## [Entries supplied]
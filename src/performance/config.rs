//! Performance tracking configuration

use serde::{Deserialize, Serialize};

/// Decay and floor of the rolling performance statistics.
#[derive(Debug, Clone, Copy, PartialEq, Serialize, Deserialize)]
#[serde(default)]
pub struct PerformanceConfig {
    /// EWMA weight of the newest sample, in (0, 1]
    pub alpha: f64,
    /// Lower bound of every effective weight
    pub weight_floor: f64,
}

impl Default for PerformanceConfig {
    fn default() -> Self {
        Self {
            alpha: 0.2,
            weight_floor: 0.001,
        }
    }
}

impl PerformanceConfig {
    /// Replace invalid fields with their defaults, logging each one.
    ///
    /// `alpha` must lie in (0, 1] and `weight_floor` must be finite and
    /// positive.
    pub fn sanitized(self) -> Self {
        let defaults = Self::default();
        let mut config = self;
        if !(config.alpha > 0.0 && config.alpha <= 1.0) {
            tracing::warn!(alpha = config.alpha, "Invalid EWMA alpha replaced with default");
            config.alpha = defaults.alpha;
        }
        if !(config.weight_floor.is_finite() && config.weight_floor > 0.0) {
            tracing::warn!(
                weight_floor = config.weight_floor,
                "Invalid weight floor replaced with default"
            );
            config.weight_floor = defaults.weight_floor;
        }
        config
    }
}
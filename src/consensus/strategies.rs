//! Consensus strategies for combining verdicts

use serde::{Deserialize, Serialize};
use std::str::FromStr;

/// Consensus strategy determines how backends are dispatched and how their
/// verdicts are combined.
#[derive(Debug, Clone, Copy, PartialEq, Eq, Hash, Default, Serialize, Deserialize)]
#[serde(rename_all = "snake_case")]
pub enum ConsensusStrategy {
    /// Flag when more than half of the successful verdicts vote flagged
    Majority,

    /// Reliability-weighted mean of risk scores against the request threshold
    #[default]
    Weighted,

    /// Flag only when every successful verdict votes flagged
    Unanimous,

    /// Flag as soon as the weighted confidence of flagged votes reaches the threshold
    Threshold,

    /// Query backends cheapest-first until confidence is sufficient
    Cascading,
}

impl ConsensusStrategy {
    /// All strategies, in declaration order.
    pub const ALL: [ConsensusStrategy; 5] = [
        ConsensusStrategy::Majority,
        ConsensusStrategy::Weighted,
        ConsensusStrategy::Unanimous,
        ConsensusStrategy::Threshold,
        ConsensusStrategy::Cascading,
    ];

    /// Whether candidate backends are invoked concurrently.
    pub fn is_parallel(self) -> bool {
        !matches!(self, ConsensusStrategy::Cascading)
    }

    /// Whether the strategy may stop before every candidate has answered.
    pub fn stops_early(self) -> bool {
        matches!(
            self,
            ConsensusStrategy::Threshold | ConsensusStrategy::Cascading
        )
    }

    pub fn as_str(self) -> &'static str {
        match self {
            ConsensusStrategy::Majority => "majority",
            ConsensusStrategy::Weighted => "weighted",
            ConsensusStrategy::Unanimous => "unanimous",
            ConsensusStrategy::Threshold => "threshold",
            ConsensusStrategy::Cascading => "cascading",
        }
    }
}

impl FromStr for ConsensusStrategy {
    type Err = String;

    fn from_str(s: &str) -> Result<Self, Self::Err> {
        match s.to_lowercase().as_str() {
            "majority" => Ok(ConsensusStrategy::Majority),
            "weighted" => Ok(ConsensusStrategy::Weighted),
            "unanimous" => Ok(ConsensusStrategy::Unanimous),
            "threshold" => Ok(ConsensusStrategy::Threshold),
            "cascading" | "cascade" => Ok(ConsensusStrategy::Cascading),
            _ => Err(format!("Unknown consensus strategy: {}", s)),
        }
    }
}

impl std::fmt::Display for ConsensusStrategy {
    fn fmt(&self, f: &mut std::fmt::Formatter<'_>) -> std::fmt::Result {
        f.write_str(self.as_str())
    }
}
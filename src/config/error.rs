//! Configuration error types

use std::path::PathBuf;
use thiserror::Error;

/// Configuration-related errors
#[derive(Error, Debug)]
pub enum ConfigError {
    #[error("IO error: {0}")]
    Io(#[from] std::io::Error),

    #[error("Config file not found: {0}")]
    NotFound(PathBuf),

    #[error("Failed to parse config: {0}")]
    Parse(String),

    #[error("Invalid value for '{field}': {message}")]
    Validation { field: String, message: String },
}

impl ConfigError {
    pub(crate) fn invalid(field: impl Into<String>, message: impl Into<String>) -> Self {
        ConfigError::Validation {
            field: field.into(),
            message: message.into(),
        }
    }
}
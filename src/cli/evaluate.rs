//! Evaluate command implementation

use crate::cli::output::{format_result_json, format_result_table, ResultView};
use crate::cli::EvaluateArgs;
use crate::config::VerdictConfig;
use crate::consensus::{ConsensusEngine, ConsensusRequest};
use crate::judge::build_judge;
use std::sync::Arc;
use std::time::Duration;

/// Load configuration with CLI overrides
pub fn load_config_with_overrides(
    args: &EvaluateArgs,
) -> Result<VerdictConfig, Box<dyn std::error::Error>> {
    // Load from file if it exists, otherwise use defaults
    let mut config = if args.config.exists() {
        VerdictConfig::load(Some(&args.config))?
    } else {
        tracing::debug!("Config file not found, using defaults");
        VerdictConfig::default()
    };

    config = config.with_env_overrides();

    if let Some(ref log_level) = args.log_level {
        config.logging.level = log_level.clone();
    }
    if let Some(strategy) = args.strategy {
        config.engine.default_strategy = strategy;
    }

    Ok(config)
}

/// Build an engine with every configured backend registered.
///
/// A disabled backend whose judge cannot be built (typically a missing API
/// key) is skipped with a warning; an enabled one is an error.
pub fn build_engine(config: &VerdictConfig) -> Result<ConsensusEngine, Box<dyn std::error::Error>> {
    let client = reqwest::Client::builder()
        .pool_idle_timeout(Duration::from_secs(90))
        .build()?;
    let engine = ConsensusEngine::new(config.engine.clone(), config.performance);
    let default_timeout = config.engine.default_timeout();

    for backend in &config.backends {
        let judge = match build_judge(backend, &client) {
            Ok(judge) => judge,
            Err(e) if !backend.enabled => {
                tracing::warn!(
                    backend_id = %backend.id,
                    error = %e,
                    "Skipping disabled backend that could not be built"
                );
                continue;
            }
            Err(e) => return Err(format!("backend '{}': {}", backend.id, e).into()),
        };
        engine.register_backend(backend.to_descriptor(default_timeout), judge)?;
    }

    tracing::debug!(
        backends = engine.list_backends(false).len(),
        enabled = engine.list_backends(true).len(),
        "Engine built"
    );
    Ok(engine)
}

/// Build the request from arguments on top of configured defaults
pub fn build_request(
    args: &EvaluateArgs,
    config: &VerdictConfig,
) -> Result<ConsensusRequest, Box<dyn std::error::Error>> {
    let content: Arc<str> = match (&args.content, &args.file) {
        (Some(content), _) => content.as_str().into(),
        (None, Some(path)) => std::fs::read_to_string(path)
            .map_err(|e| format!("Failed to read {}: {}", path.display(), e))?
            .into(),
        (None, None) => return Err("Provide content to evaluate or --file".into()),
    };
    if content.trim().is_empty() {
        return Err("Content to evaluate is empty".into());
    }

    let mut request = config.engine.request(content);
    if !args.backends.is_empty() {
        request = request.with_backends(args.backends.iter().cloned());
    }
    if let Some(threshold) = args.confidence_threshold {
        request = request.with_confidence_threshold(threshold);
    }
    if let Some(threshold) = args.risk_threshold {
        request = request.with_risk_threshold(threshold);
    }
    if let Some(min_quorum) = args.min_quorum {
        request = request.with_min_quorum(min_quorum);
    }
    if let Some(deadline_ms) = args.deadline_ms {
        request = request.with_deadline(Duration::from_millis(deadline_ms));
    }

    Ok(request)
}

/// Evaluate with an already loaded configuration and render the result
pub async fn evaluate_with_config(
    args: &EvaluateArgs,
    config: &VerdictConfig,
) -> Result<String, Box<dyn std::error::Error>> {
    let engine = build_engine(config)?;
    let request = build_request(args, config)?;

    let result = engine.evaluate(request).await?;
    let view = ResultView::from(&result);

    if args.json {
        Ok(format_result_json(&view)?)
    } else {
        Ok(format_result_table(&view))
    }
}

/// Main evaluate command handler
pub async fn run_evaluate(args: EvaluateArgs) -> Result<String, Box<dyn std::error::Error>> {
    let config = load_config_with_overrides(&args)?;
    config.validate()?;

    crate::logging::init_tracing(&config.logging)?;

    evaluate_with_config(&args, &config).await
}
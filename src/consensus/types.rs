//! Request, verdict, and result types of the consensus engine.

use super::ConsensusStrategy;
use serde::{Deserialize, Serialize};
use std::fmt;
use std::sync::Arc;
use std::time::Duration;

/// Confidence required by Threshold and Cascading when the caller sets none.
pub const DEFAULT_CONFIDENCE_THRESHOLD: f64 = 0.8;

/// Aggregate risk at or above which Weighted and Cascading flag content.
pub const DEFAULT_RISK_THRESHOLD: f64 = 0.5;

/// Outcome of one backend call attempt.
#[derive(Debug, Clone, Copy, PartialEq, Eq, Hash, Serialize, Deserialize)]
#[serde(rename_all = "snake_case")]
pub enum VerdictOutcome {
    Success,
    Failure,
    Timeout,
}

impl VerdictOutcome {
    pub fn as_str(self) -> &'static str {
        match self {
            VerdictOutcome::Success => "success",
            VerdictOutcome::Failure => "failure",
            VerdictOutcome::Timeout => "timeout",
        }
    }
}

impl fmt::Display for VerdictOutcome {
    fn fmt(&self, f: &mut fmt::Formatter<'_>) -> fmt::Result {
        f.write_str(self.as_str())
    }
}

/// Result of one backend call.
///
/// Only `Success` verdicts carry a risk score and confidence. Failed and
/// timed-out verdicts still report latency and cost for performance tracking.
#[derive(Debug, Clone, PartialEq, Serialize)]
pub struct Verdict {
    pub backend_id: String,
    pub risk_score: Option<f64>,
    pub confidence: Option<f64>,
    pub latency: Duration,
    pub cost: f64,
    pub outcome: VerdictOutcome,
    #[serde(skip_serializing_if = "Option::is_none")]
    pub error: Option<String>,
}

impl Verdict {
    /// Successful verdict. Scores are clamped into [0, 1].
    pub fn success(
        backend_id: impl Into<String>,
        risk_score: f64,
        confidence: f64,
        latency: Duration,
        cost: f64,
    ) -> Self {
        let backend_id = backend_id.into();
        let risk_score = clamp_unit(risk_score, "risk_score", &backend_id);
        let confidence = clamp_unit(confidence, "confidence", &backend_id);
        Self {
            backend_id,
            risk_score: Some(risk_score),
            confidence: Some(confidence),
            latency,
            cost,
            outcome: VerdictOutcome::Success,
            error: None,
        }
    }

    pub fn failure(
        backend_id: impl Into<String>,
        error: impl Into<String>,
        latency: Duration,
        cost: f64,
    ) -> Self {
        Self {
            backend_id: backend_id.into(),
            risk_score: None,
            confidence: None,
            latency,
            cost,
            outcome: VerdictOutcome::Failure,
            error: Some(error.into()),
        }
    }

    pub fn timeout(backend_id: impl Into<String>, latency: Duration, cost: f64) -> Self {
        Self {
            backend_id: backend_id.into(),
            risk_score: None,
            confidence: None,
            latency,
            cost,
            outcome: VerdictOutcome::Timeout,
            error: Some(format!("timed out after {}ms", latency.as_millis())),
        }
    }

    pub fn is_success(&self) -> bool {
        self.outcome == VerdictOutcome::Success
    }

    /// `(risk_score, confidence)` of a successful verdict.
    pub fn scores(&self) -> Option<(f64, f64)> {
        match (self.outcome, self.risk_score, self.confidence) {
            (VerdictOutcome::Success, Some(risk), Some(confidence)) => Some((risk, confidence)),
            _ => None,
        }
    }
}

/// A request to evaluate one piece of content.
#[derive(Clone)]
pub struct ConsensusRequest {
    /// Content under evaluation, shared with every dispatched call
    pub content: Arc<str>,
    pub strategy: ConsensusStrategy,
    /// Explicit backend subset; `None` means every enabled backend
    pub backend_ids: Option<Vec<String>>,
    /// Confidence needed by Threshold and Cascading to stop
    pub confidence_threshold: f64,
    /// Aggregate risk at or above which Weighted and Cascading flag
    pub risk_threshold: f64,
    /// Minimum number of successful verdicts
    pub min_quorum: usize,
    /// Caller-facing deadline; caps every per-call timeout
    pub deadline: Option<Duration>,
}

impl ConsensusRequest {
    pub fn new(content: impl Into<Arc<str>>, strategy: ConsensusStrategy) -> Self {
        Self {
            content: content.into(),
            strategy,
            backend_ids: None,
            confidence_threshold: DEFAULT_CONFIDENCE_THRESHOLD,
            risk_threshold: DEFAULT_RISK_THRESHOLD,
            min_quorum: 1,
            deadline: None,
        }
    }

    pub fn with_backends<I, S>(mut self, backend_ids: I) -> Self
    where
        I: IntoIterator<Item = S>,
        S: Into<String>,
    {
        self.backend_ids = Some(backend_ids.into_iter().map(Into::into).collect());
        self
    }

    /// Out-of-range values are clamped to [0, 1]; NaN becomes 0.
    pub fn with_confidence_threshold(mut self, threshold: f64) -> Self {
        self.confidence_threshold = clamp_unit(threshold, "confidence_threshold", "request");
        self
    }

    /// Out-of-range values are clamped to [0, 1]; NaN becomes 0.
    pub fn with_risk_threshold(mut self, threshold: f64) -> Self {
        self.risk_threshold = clamp_unit(threshold, "risk_threshold", "request");
        self
    }

    pub fn with_min_quorum(mut self, min_quorum: usize) -> Self {
        self.min_quorum = min_quorum;
        self
    }

    pub fn with_deadline(mut self, deadline: Duration) -> Self {
        self.deadline = Some(deadline);
        self
    }

    /// Quorum actually enforced; a result always needs at least one verdict.
    pub fn required_quorum(&self) -> usize {
        self.min_quorum.max(1)
    }
}

// Content is never printed: it may hold user data.
impl fmt::Debug for ConsensusRequest {
    fn fmt(&self, f: &mut fmt::Formatter<'_>) -> fmt::Result {
        f.debug_struct("ConsensusRequest")
            .field("content_len", &self.content.len())
            .field("strategy", &self.strategy)
            .field("backend_ids", &self.backend_ids)
            .field("confidence_threshold", &self.confidence_threshold)
            .field("risk_threshold", &self.risk_threshold)
            .field("min_quorum", &self.min_quorum)
            .field("deadline", &self.deadline)
            .finish()
    }
}

/// Three-way reading of a result.
#[derive(Debug, Clone, Copy, PartialEq, Eq, Serialize)]
#[serde(rename_all = "snake_case")]
pub enum Decision {
    Flagged,
    Clear,
    /// The strategy could not reach the agreement it requires
    Undecided,
}

/// Combined verdict of one consensus request.
#[derive(Debug, Clone, PartialEq, Serialize)]
pub struct ConsensusResult {
    /// Never `true` while `disagreement` is set
    pub is_flagged: bool,
    pub aggregate_risk_score: f64,
    pub aggregate_confidence: f64,
    pub strategy_used: ConsensusStrategy,
    /// Successful verdicts used by the combination rule, in canonical order
    pub contributing_verdicts: Vec<Verdict>,
    /// Failed and timed-out verdicts of the same request, in canonical order
    pub excluded_verdicts: Vec<Verdict>,
    pub total_cost: f64,
    pub total_latency: Duration,
    pub disagreement: bool,
    /// The strategy decided before every candidate answered
    pub early_stopped: bool,
}

impl ConsensusResult {
    pub fn decision(&self) -> Decision {
        if self.disagreement {
            Decision::Undecided
        } else if self.is_flagged {
            Decision::Flagged
        } else {
            Decision::Clear
        }
    }

    pub(crate) fn with_early_stop(mut self, early_stopped: bool) -> Self {
        self.early_stopped = early_stopped;
        self
    }
}

/// Clamp a score into [0, 1], mapping non-finite values to 0.
///
/// Out-of-range input is logged, never rejected.
pub fn clamp_unit(value: f64, field: &'static str, backend_id: &str) -> f64 {
    if !value.is_finite() {
        tracing::warn!(backend_id = %backend_id, field, "Non-finite score replaced with 0");
        return 0.0;
    }
    if !(0.0..=1.0).contains(&value) {
        tracing::warn!(
            backend_id = %backend_id,
            field,
            value,
            "Score outside [0, 1] clamped"
        );
        return value.clamp(0.0, 1.0);
    }
    value
}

## [Directions]
Reproduce each line in the listing above that mentions the string "filename".

## [Result]
filename src/performance/config.rs
filename src/consensus/strategies.rs
filename src/config/error.rs
filename src/cli/evaluate.rs
filename src/consensus/types.rs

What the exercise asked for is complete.